MS cauliflower

MS cauliflower

If Marks & Spencer’s food division was hoping to start the year on the front foot, the events of the past week will not have helped. As well as disappointing Christmas trading, it was forced to pull its new ‘cauliflower steak (pictured above), amid widespread ridicule over the sheer preposterousness of the concept, as well as environmental concerns over the old-style packaging waste involved.

M&S is right to respond to the increase in the number of vegan, vegetarian and flexitarian consumers, though it’s been quite slow in its response compared with its agenda-setting work in the past in areas like protein and free-from. There is a real pent-up demand for new vegetarian meal solutions. Where is its ready meal equivalent of the chicken kiev, for example? It’s certainly not the cauliflower steak. Yet, with better execution, cauliflower is a great idea as a meat alternative. What about a spicy cauliflower burger kit, for example, complete with a yummy sauce and brioche bun? That’s adding value. You could charge a decent premium and no-one would complain, even without much protein.

Passion fruit: nature’s packaging; or as packaged by M&S

Passion fruit: nature’s packaging; or as packaged by M&S

And compounding the issue is the environmental aspect. M&S has won awards for its Plan A campaign, but in recent months, the media has started to pick up on its profligate packaging. And if the cauliflower steak is an extreme example, there are plenty more.

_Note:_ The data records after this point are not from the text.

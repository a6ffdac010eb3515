//! reqwest-backed [`Backend`] implementation.
//!
//! Sessions are carried by a cookie the backend issues; the client never stores
//! credentials itself. In the browser every request is sent with
//! `credentials: "include"` so the cookie rides along cross-origin. Native builds
//! keep the cookie in reqwest's jar instead.

use reqwest::{Client, Method, RequestBuilder, Response};
use serde::de::DeserializeOwned;

use crate::backend::Backend;
use crate::error::ApiError;
use crate::models::{
    Id, Lead, LeadDraft, LoginOutcome, LoginPayload, LoginRequest, OtpRequest, User,
    INACTIVE_USER_MESSAGE,
};

/// HTTP client for the leads backend.
#[derive(Clone, Debug)]
pub struct HttpBackend {
    client: Client,
    base_url: String,
}

impl HttpBackend {
    /// Create a client rooted at `base_url` (e.g. `http://localhost:3000/api`).
    pub fn new(base_url: impl Into<String>) -> Result<Self, ApiError> {
        #[cfg(not(target_arch = "wasm32"))]
        let client = Client::builder().cookie_store(true).build()?;
        #[cfg(target_arch = "wasm32")]
        let client = Client::new();

        Ok(Self {
            client,
            base_url: base_url.into().trim_end_matches('/').to_string(),
        })
    }

    pub fn base_url(&self) -> &str {
        &self.base_url
    }

    fn url(&self, path: &str) -> String {
        format!("{}/{}", self.base_url, path.trim_start_matches('/'))
    }

    fn request(&self, method: Method, path: &str) -> RequestBuilder {
        tracing::debug!("{} {}", method, path);
        let builder = self.client.request(method, self.url(path));
        #[cfg(target_arch = "wasm32")]
        let builder = builder.fetch_credentials_include();
        builder
    }

    async fn send(builder: RequestBuilder) -> Result<Response, ApiError> {
        let response = builder.send().await?;
        let status = response.status();
        if status.is_success() {
            return Ok(response);
        }
        let message = error_message(response).await;
        Err(status_error(status.as_u16(), message))
    }

    async fn send_json<T: DeserializeOwned>(builder: RequestBuilder) -> Result<T, ApiError> {
        let response = Self::send(builder).await?;
        response
            .json::<T>()
            .await
            .map_err(|e| ApiError::Decode(e.to_string()))
    }
}

/// Pull `message` out of a JSON error body, if there is one.
async fn error_message(response: Response) -> Option<String> {
    let body: serde_json::Value = response.json().await.ok()?;
    body.get("message")
        .and_then(|m| m.as_str())
        .map(str::to_string)
}

fn status_error(status: u16, message: Option<String>) -> ApiError {
    match status {
        401 | 403 => ApiError::Unauthenticated,
        _ => ApiError::Status { status, message },
    }
}

fn is_inactive_notice(message: Option<&str>) -> bool {
    message.is_some_and(|m| m.eq_ignore_ascii_case(INACTIVE_USER_MESSAGE))
}

impl Backend for HttpBackend {
    async fn list_leads(&self, user_id: Id) -> Result<Vec<Lead>, ApiError> {
        Self::send_json(self.request(Method::GET, &format!("/users/{user_id}/leads"))).await
    }

    async fn create_lead(&self, draft: &LeadDraft) -> Result<Lead, ApiError> {
        Self::send_json(self.request(Method::POST, "/leads").json(draft)).await
    }

    async fn update_lead(&self, id: Id, draft: &LeadDraft) -> Result<Lead, ApiError> {
        Self::send_json(self.request(Method::PUT, &format!("/leads/{id}")).json(draft)).await
    }

    async fn deactivate_lead(&self, id: Id) -> Result<Lead, ApiError> {
        Self::send_json(self.request(Method::PATCH, &format!("/leads/{id}/deactivate"))).await
    }

    async fn send_otp(&self, request: &OtpRequest) -> Result<(), ApiError> {
        Self::send(self.request(Method::POST, "/users/send-otp").json(request)).await?;
        Ok(())
    }

    async fn login(&self, request: &LoginRequest) -> Result<LoginOutcome, ApiError> {
        let response = self
            .request(Method::POST, "/users/login")
            .json(request)
            .send()
            .await?;
        let status = response.status();
        if !status.is_success() {
            // Some deployments reject inactive accounts with 403 + the notice.
            let message = error_message(response).await;
            if is_inactive_notice(message.as_deref()) {
                return Ok(LoginOutcome::Inactive(INACTIVE_USER_MESSAGE.to_string()));
            }
            return Err(ApiError::Status {
                status: status.as_u16(),
                message,
            });
        }
        let payload: LoginPayload = response
            .json()
            .await
            .map_err(|e| ApiError::Decode(e.to_string()))?;
        Ok(payload.into())
    }

    async fn check_session(&self) -> Result<Option<User>, ApiError> {
        match Self::send_json::<User>(self.request(Method::GET, "/users/auth/check")).await {
            Ok(user) => Ok(Some(user)),
            Err(ApiError::Unauthenticated) => Ok(None),
            Err(e) => Err(e),
        }
    }

    async fn logout(&self) -> Result<(), ApiError> {
        Self::send(self.request(Method::GET, "/users/logout")).await?;
        Ok(())
    }

    async fn update_user(&self, user: &User) -> Result<User, ApiError> {
        Self::send_json(self.request(Method::PUT, &format!("/users/{}", user.id)).json(user)).await
    }

    async fn deactivate_user(&self, id: Id) -> Result<(), ApiError> {
        Self::send(self.request(Method::PATCH, &format!("/users/{id}/deactivate"))).await?;
        Ok(())
    }
}

#[cfg(test)]
mod tests {
    use super::*;

    #[test]
    fn test_url_joins_without_double_slash() {
        let backend = HttpBackend::new("http://localhost:3000/api/").unwrap();
        assert_eq!(backend.base_url(), "http://localhost:3000/api");
        assert_eq!(
            backend.url("/leads/7/deactivate"),
            "http://localhost:3000/api/leads/7/deactivate"
        );
        assert_eq!(
            backend.url("users/3/leads"),
            "http://localhost:3000/api/users/3/leads"
        );
    }

    #[test]
    fn test_status_error_mapping() {
        assert_eq!(status_error(401, None), ApiError::Unauthenticated);
        assert_eq!(status_error(403, None), ApiError::Unauthenticated);
        assert_eq!(
            status_error(409, Some("duplicate".into())),
            ApiError::Status {
                status: 409,
                message: Some("duplicate".into())
            }
        );
    }

    #[test]
    fn test_inactive_notice() {
        assert!(is_inactive_notice(Some("User is inactive")));
        assert!(is_inactive_notice(Some("user is INACTIVE")));
        assert!(!is_inactive_notice(Some("Invalid OTP")));
        assert!(!is_inactive_notice(None));
    }
}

Have you seen the new passion fruit sachets, for example? Methinks nature did a better job.

You will always be a hostage to fortune if you launch a campaign called Plan A. You’d better deliver on it, or commentators will archly call for a Plan B. And it’s particularly unfortunate because, as new chairman Archie Norman has identified, M&S needs a Plan B in terms of the business too. And not just on the GM side. The Simply Food store opening programme, on which its recovery was pegged, has been slowed as like-for-like sales have gone negative, amid greater price competition, encroachment into its convenience ‘space’, the growth of online home delivery, issues with distribution and availability – and last but not least, strong new NPD from big four rivals, such as Tesco’s Wicked veggie range.